Glen Sather Clinic physiotherapist talks injuries, exercises with professional Edmonton cross-country skier

Rehab Med Communications, with files from Nick MacLeod - 27 February 2020

Cross-country skiing can be a great way to get your body moving during the cold winter months, but did you know that improper technique can lead to muscle fatigue and, as a result, injury?

Glen Sather Sports Medicine Clinic physiotherapist Nick MacLeod sits down with Edmonton Nordic Club cross-country skier and former clinic patient Adam Pojasok to get the most up-to-date information on common injuries, the best exercises for performance and how rehabilitation can help prevent and reduce down time.

Nick: What are the most common injuries from cross-country skiing?
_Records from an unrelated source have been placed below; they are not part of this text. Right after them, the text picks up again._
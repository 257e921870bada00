//! Curve and backend selection.
//!
//! A [`BackendConfig`] names one (library, curve) binding. The same curve may
//! be served by several libraries; every binding of a curve produces
//! byte-identical encodings, so a configuration can be switched without
//! touching stored data.
//!
//! Configurations have stable textual identifiers of the form
//! `CURVE/backend`, for example `BLS12_381/blst`.
//!
//! # Example
//!
//! ```rust
//! use bilinear::{BackendConfig, BackendId, CurveId};
//!
//! let config: BackendConfig = "BLS12_381/arkworks".parse().expect("known id");
//! assert_eq!(config, BackendConfig::new(BackendId::Arkworks, CurveId::Bls12_381));
//! assert_eq!(config.to_string(), "BLS12_381/arkworks");
//! ```

use core::fmt;
use core::str::FromStr;

use serde::{Deserialize, Serialize};

use crate::errors::{BackendError, Error};

/// Supported pairing-friendly elliptic curves.
///
/// - **BLS12-381**: ~128-bit security. Served by both arkworks and blstrs.
/// - **BLS12-377**: ~128-bit security. Served by arkworks only.
/// - **BN254**: ~100-bit security. Served by arkworks only.
#[derive(Clone, Copy, Debug, Eq, PartialEq, Hash, Serialize, Deserialize)]
pub enum CurveId {
    /// BN254 curve (~100-bit security)
    Bn254,
    /// BLS12-381 curve (~128-bit security)
    Bls12_381,
    /// BLS12-377 curve (~128-bit security)
    Bls12_377,
}

impl CurveId {
    /// Stable identifier used in registry keys.
    pub const fn as_str(self) -> &'static str {
        match self {
            CurveId::Bn254 => "BN254",
            CurveId::Bls12_381 => "BLS12_381",
            CurveId::Bls12_377 => "BLS12_377",
        }
    }
}

impl fmt::Display for CurveId {
    fn fmt(&self, f: &mut fmt::Formatter<'_>) -> fmt::Result {
        f.write_str(self.as_str())
    }
}

impl FromStr for CurveId {
    type Err = Error;

    fn from_str(s: &str) -> Result<Self, Self::Err> {
        match s {
            "BN254" => Ok(CurveId::Bn254),
            "BLS12_381" => Ok(CurveId::Bls12_381),
            "BLS12_377" => Ok(CurveId::Bls12_377),
            other => Err(Error::InvalidConfig(format!("unknown curve `{other}`"))),
        }
    }
}

/// Backend libraries.
///
/// Backend support is controlled via Cargo features:
/// - `ark_bls12381`: arkworks with BLS12-381
/// - `ark_bls12377`: arkworks with BLS12-377
/// - `ark_bn254`: arkworks with BN254
/// - `blst`: blstrs with BLS12-381
#[derive(Clone, Copy, Debug, Eq, PartialEq, Hash, Serialize, Deserialize)]
pub enum BackendId {
    /// arkworks (pure Rust, BLS12-381, BLS12-377 and BN254)
    Arkworks,
    /// blstrs (assembly-optimized, BLS12-381 only)
    Blst,
}

impl BackendId {
    pub const fn as_str(self) -> &'static str {
        match self {
            BackendId::Arkworks => "arkworks",
            BackendId::Blst => "blst",
        }
    }
}

impl fmt::Display for BackendId {
    fn fmt(&self, f: &mut fmt::Formatter<'_>) -> fmt::Result {
        f.write_str(self.as_str())
    }
}

impl FromStr for BackendId {
    type Err = Error;

    fn from_str(s: &str) -> Result<Self, Self::Err> {
        match s {
            "arkworks" => Ok(BackendId::Arkworks),
            "blst" => Ok(BackendId::Blst),
            other => Err(Error::InvalidConfig(format!("unknown backend `{other}`"))),
        }
    }
}

/// Backend and curve binding.
///
/// Not all combinations exist; use
/// [`ensure_supported`](BackendConfig::ensure_supported) to validate.
///
/// | Backend    | BLS12-381 | BLS12-377 | BN254 |
/// |------------|-----------|-----------|-------|
/// | arkworks   | ✓         | ✓         | ✓     |
/// | blst       | ✓         | ✗         | ✗     |
#[derive(Clone, Copy, Debug, Eq, PartialEq, Hash, Serialize, Deserialize)]
pub struct BackendConfig {
    /// The library providing the arithmetic
    pub backend: BackendId,
    /// The pairing-friendly curve
    pub curve: CurveId,
}

impl BackendConfig {
    pub const fn new(backend: BackendId, curve: CurveId) -> Self {
        Self { backend, curve }
    }

    /// Validates that this backend/curve combination exists and that its
    /// feature flag was enabled at compile time.
    ///
    /// ```rust
    /// use bilinear::{BackendConfig, BackendId, CurveId};
    ///
    /// let config = BackendConfig::new(BackendId::Blst, CurveId::Bn254);
    /// assert!(config.ensure_supported().is_err());
    /// ```
    pub fn ensure_supported(&self) -> Result<(), BackendError> {
        match (self.backend, self.curve) {
            (BackendId::Arkworks, CurveId::Bls12_381) => {
                if cfg!(feature = "ark_bls12381") {
                    Ok(())
                } else {
                    Err(BackendError::UnsupportedFeature(
                        "compile with `ark_bls12381` feature to use arkworks BLS12-381",
                    ))
                }
            }
            (BackendId::Arkworks, CurveId::Bls12_377) => {
                if cfg!(feature = "ark_bls12377") {
                    Ok(())
                } else {
                    Err(BackendError::UnsupportedFeature(
                        "compile with `ark_bls12377` feature to use arkworks BLS12-377",
                    ))
                }
            }
            (BackendId::Arkworks, CurveId::Bn254) => {
                if cfg!(feature = "ark_bn254") {
                    Ok(())
                } else {
                    Err(BackendError::UnsupportedFeature(
                        "compile with `ark_bn254` feature to use arkworks BN254",
                    ))
                }
            }
            (BackendId::Blst, CurveId::Bls12_381) => {
                if cfg!(feature = "blst") {
                    Ok(())
                } else {
                    Err(BackendError::UnsupportedFeature(
                        "compile with `blst` feature to use the blstrs backend",
                    ))
                }
            }
            (BackendId::Blst, CurveId::Bn254) => Err(BackendError::UnsupportedCurve(
                "bn254 is not provided by the blstrs backend",
            )),
            (BackendId::Blst, CurveId::Bls12_377) => Err(BackendError::UnsupportedCurve(
                "bls12-377 is not provided by the blstrs backend",
            )),
        }
    }
}

impl fmt::Display for BackendConfig {
    fn fmt(&self, f: &mut fmt::Formatter<'_>) -> fmt::Result {
        write!(f, "{}/{}", self.curve, self.backend)
    }
}

impl FromStr for BackendConfig {
    type Err = Error;

    fn from_str(s: &str) -> Result<Self, Self::Err> {
        let (curve, backend) = s
            .split_once('/')
            .ok_or_else(|| Error::InvalidConfig(format!("expected CURVE/backend, got `{s}`")))?;
        Ok(BackendConfig::new(backend.parse()?, curve.parse()?))
    }
}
Adam: The most common major injuries in cross-country skiing, at least from the competition/athlete side of things are torn hamstrings, compartment syndrome in the shin muscles, back strains/pulls, stress fractures, a variety of knee and ankle injuries and rotator cuff weakness or tears.

Nick: What are some recommended exercises to help improve skiing performance?

Adam: Some of the best exercises to help improve performance and cardiovascular fitness are:
A lot of core strengthening and stability work, as well as mobility elements in warm up.
Your main lifting blocks should involve fairly heavy leg exercises, incorporating instability and balance challenges, for five to eight repetitions.
The focus of upper body workouts should be on range of motion (especially shoulders and upper back) and muscular stamina, with many high repetition (15+) sets of pull ups, inverse pull ups, push ups, dips and modified skull crushers.

For me, as the season gets closer to competitions, I incorporate speed and agility elements, including plyometric exercises, cone drills and some reaction and coordination drills.

Nick: Do you have any advice for starting a cross-country skiing training regime?

Adam: The best piece of advice I can give is to be comfortable with your equipment and know what you are doing and what your limits are in the weight room. I know too many athletes that have ruined their whole ski seasons because they trained with equipment that fit poorly or they over-reached their skill set or strength while lifting weights.

Nick: My last question is, how do you think a rehabilitation team can help with performance, injury prevention and return-to-sport?

Adam: Good rehabilitation teams are vital in today's sport world, whether it's teaching correct form to prevent injury or making sure an athlete waits for an injury to fully heal before returning to activity, even when the athlete feels like they're good to go. However, I feel as though, especially in cross-country skiing, not enough coaches have the knowledge of a physiotherapist about how best to keep their athletes injury-free. When this is the case, the duty falls on the athlete to build their own injury prevention strategies-ones that usually end up being unsuccessful. The biggest role I think rehabilitation experts can provide is to provide coaches with the knowledge to be able to spot signs of fatigue and over work injuries, and only allow athletes into the weight room under supervision of certified instructors.

For more information about Glen Sather Clinic services, including physiotherapy for sports injuries, visit our website.

Adam Pojasok is an Edmonton cross-country skier currently active with the Edmonton Nordic Club. He has been the Canadian Birkiebiener 31 km Champion (2018) and Alberta Cup overall Champion (2018), has had multiple Top 15 results at Canadian Nationals and multiple Alberta Cup wins and podiums, and has come in second at the Canadian Birkiebiener 31 km (2017) and third overall at the Alberta Cup (2017).

Nick MacLeod is a physiotherapist at the Glen Sather Sports Medicine Clinic with a special interest in knees. He completed both his Bachelor of Science in Biological Sciences and Master of Science in Physical Therapy degrees at the University of Alberta.